Listed records Block Start
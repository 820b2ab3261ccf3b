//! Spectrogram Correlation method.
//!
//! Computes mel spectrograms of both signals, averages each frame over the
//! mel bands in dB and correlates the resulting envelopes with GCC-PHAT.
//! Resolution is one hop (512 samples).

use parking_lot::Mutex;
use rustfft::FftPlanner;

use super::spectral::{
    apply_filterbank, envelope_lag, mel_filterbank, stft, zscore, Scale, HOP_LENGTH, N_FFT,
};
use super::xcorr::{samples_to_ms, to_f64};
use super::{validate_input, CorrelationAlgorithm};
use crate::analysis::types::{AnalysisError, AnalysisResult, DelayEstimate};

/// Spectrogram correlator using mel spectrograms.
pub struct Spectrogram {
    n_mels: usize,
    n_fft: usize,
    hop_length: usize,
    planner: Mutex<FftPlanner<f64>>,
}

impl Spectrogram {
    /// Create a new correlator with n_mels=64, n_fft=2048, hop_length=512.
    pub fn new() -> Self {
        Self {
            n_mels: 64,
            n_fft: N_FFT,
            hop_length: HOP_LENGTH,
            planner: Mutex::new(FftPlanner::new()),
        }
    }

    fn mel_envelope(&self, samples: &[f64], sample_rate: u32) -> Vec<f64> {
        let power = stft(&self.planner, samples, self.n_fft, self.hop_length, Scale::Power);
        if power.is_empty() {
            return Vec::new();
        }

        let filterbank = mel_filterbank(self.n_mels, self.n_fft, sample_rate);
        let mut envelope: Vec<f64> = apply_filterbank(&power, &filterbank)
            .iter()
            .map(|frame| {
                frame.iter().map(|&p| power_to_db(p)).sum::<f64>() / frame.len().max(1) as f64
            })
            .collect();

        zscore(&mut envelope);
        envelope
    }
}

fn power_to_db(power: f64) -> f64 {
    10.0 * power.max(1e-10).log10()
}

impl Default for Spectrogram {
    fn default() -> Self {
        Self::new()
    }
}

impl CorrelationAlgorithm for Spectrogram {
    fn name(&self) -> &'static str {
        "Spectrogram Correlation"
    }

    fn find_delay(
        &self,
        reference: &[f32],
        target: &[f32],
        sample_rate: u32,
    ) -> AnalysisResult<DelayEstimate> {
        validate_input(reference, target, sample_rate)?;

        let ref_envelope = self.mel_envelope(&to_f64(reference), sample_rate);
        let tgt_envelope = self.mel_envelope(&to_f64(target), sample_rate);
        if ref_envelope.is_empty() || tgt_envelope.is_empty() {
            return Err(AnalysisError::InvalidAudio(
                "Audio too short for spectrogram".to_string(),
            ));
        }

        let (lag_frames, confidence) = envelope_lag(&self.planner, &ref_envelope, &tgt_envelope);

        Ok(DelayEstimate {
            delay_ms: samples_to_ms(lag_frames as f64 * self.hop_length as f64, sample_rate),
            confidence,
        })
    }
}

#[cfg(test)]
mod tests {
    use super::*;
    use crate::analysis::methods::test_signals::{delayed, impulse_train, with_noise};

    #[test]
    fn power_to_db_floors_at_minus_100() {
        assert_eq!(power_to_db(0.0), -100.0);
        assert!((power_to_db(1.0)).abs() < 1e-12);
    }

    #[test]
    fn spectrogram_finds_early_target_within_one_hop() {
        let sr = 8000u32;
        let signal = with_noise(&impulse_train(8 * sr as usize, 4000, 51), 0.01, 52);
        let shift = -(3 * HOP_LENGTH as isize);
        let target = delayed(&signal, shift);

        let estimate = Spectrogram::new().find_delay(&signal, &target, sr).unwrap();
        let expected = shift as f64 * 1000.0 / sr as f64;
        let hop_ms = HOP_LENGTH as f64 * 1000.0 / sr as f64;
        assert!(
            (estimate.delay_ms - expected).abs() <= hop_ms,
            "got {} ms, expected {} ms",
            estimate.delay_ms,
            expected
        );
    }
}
Listed records Block End
* Assignment *
Copy the whole listing down exactly.

* Task output *
repository 820b2ab3261ccf3b
//! Spectrogram Correlation method.
//!
//! Computes mel spectrograms of both signals, averages each frame over the
//! mel bands in dB and correlates the resulting envelopes with GCC-PHAT.
//! Resolution is one hop (512 samples).

use parking_lot::Mutex;
use rustfft::FftPlanner;

use super::spectral::{
    apply_filterbank, envelope_lag, mel_filterbank, stft, zscore, Scale, HOP_LENGTH, N_FFT,
};
use super::xcorr::{samples_to_ms, to_f64};
use super::{validate_input, CorrelationAlgorithm};
use crate::analysis::types::{AnalysisError, AnalysisResult, DelayEstimate};

/// Spectrogram correlator using mel spectrograms.
pub struct Spectrogram {
    n_mels: usize,
    n_fft: usize,
    hop_length: usize,
    planner: Mutex<FftPlanner<f64>>,
}

impl Spectrogram {
    /// Create a new correlator with n_mels=64, n_fft=2048, hop_length=512.
    pub fn new() -> Self {
        Self {
            n_mels: 64,
            n_fft: N_FFT,
            hop_length: HOP_LENGTH,
            planner: Mutex::new(FftPlanner::new()),
        }
    }

    fn mel_envelope(&self, samples: &[f64], sample_rate: u32) -> Vec<f64> {
        let power = stft(&self.planner, samples, self.n_fft, self.hop_length, Scale::Power);
        if power.is_empty() {
            return Vec::new();
        }

        let filterbank = mel_filterbank(self.n_mels, self.n_fft, sample_rate);
        let mut envelope: Vec<f64> = apply_filterbank(&power, &filterbank)
            .iter()
            .map(|frame| {
                frame.iter().map(|&p| power_to_db(p)).sum::<f64>() / frame.len().max(1) as f64
            })
            .collect();

        zscore(&mut envelope);
        envelope
    }
}

fn power_to_db(power: f64) -> f64 {
    10.0 * power.max(1e-10).log10()
}

impl Default for Spectrogram {
    fn default() -> Self {
        Self::new()
    }
}

impl CorrelationAlgorithm for Spectrogram {
    fn name(&self) -> &'static str {
        "Spectrogram Correlation"
    }

    fn find_delay(
        &self,
        reference: &[f32],
        target: &[f32],
        sample_rate: u32,
    ) -> AnalysisResult<DelayEstimate> {
        validate_input(reference, target, sample_rate)?;

        let ref_envelope = self.mel_envelope(&to_f64(reference), sample_rate);
        let tgt_envelope = self.mel_envelope(&to_f64(target), sample_rate);
        if ref_envelope.is_empty() || tgt_envelope.is_empty() {
            return Err(AnalysisError::InvalidAudio(
                "Audio too short for spectrogram".to_string(),
            ));
        }

        let (lag_frames, confidence) = envelope_lag(&self.planner, &ref_envelope, &tgt_envelope);

        Ok(DelayEstimate {
            delay_ms: samples_to_ms(lag_frames as f64 * self.hop_length as f64, sample_rate),
            confidence,
        })
    }
}

#[cfg(test)]
mod tests {
    use super::*;
    use crate::analysis::methods::test_signals::{delayed, impulse_train, with_noise};

    #[test]
    fn power_to_db_floors_at_minus_100() {
        assert_eq!(power_to_db(0.0), -100.0);
        assert!((power_to_db(1.0)).abs() < 1e-12);
    }

    #[test]
    fn spectrogram_finds_early_target_within_one_hop() {
        let sr = 8000u32;
        let signal = with_noise(&impulse_train(8 * sr as usize, 4000, 51), 0.01, 52);
        let shift = -(3 * HOP_LENGTH as isize);
        let target = delayed(&signal, shift);

        let estimate = Spectrogram::new().find_delay(&signal, &target, sr).unwrap();
        let expected = shift as f64 * 1000.0 / sr as f64;
        let hop_ms = HOP_LENGTH as f64 * 1000.0 / sr as f64;
        assert!(
            (estimate.delay_ms - expected).abs() <= hop_ms,
            "got {} ms, expected {} ms",
            estimate.delay_ms,
            expected
        );
    }
}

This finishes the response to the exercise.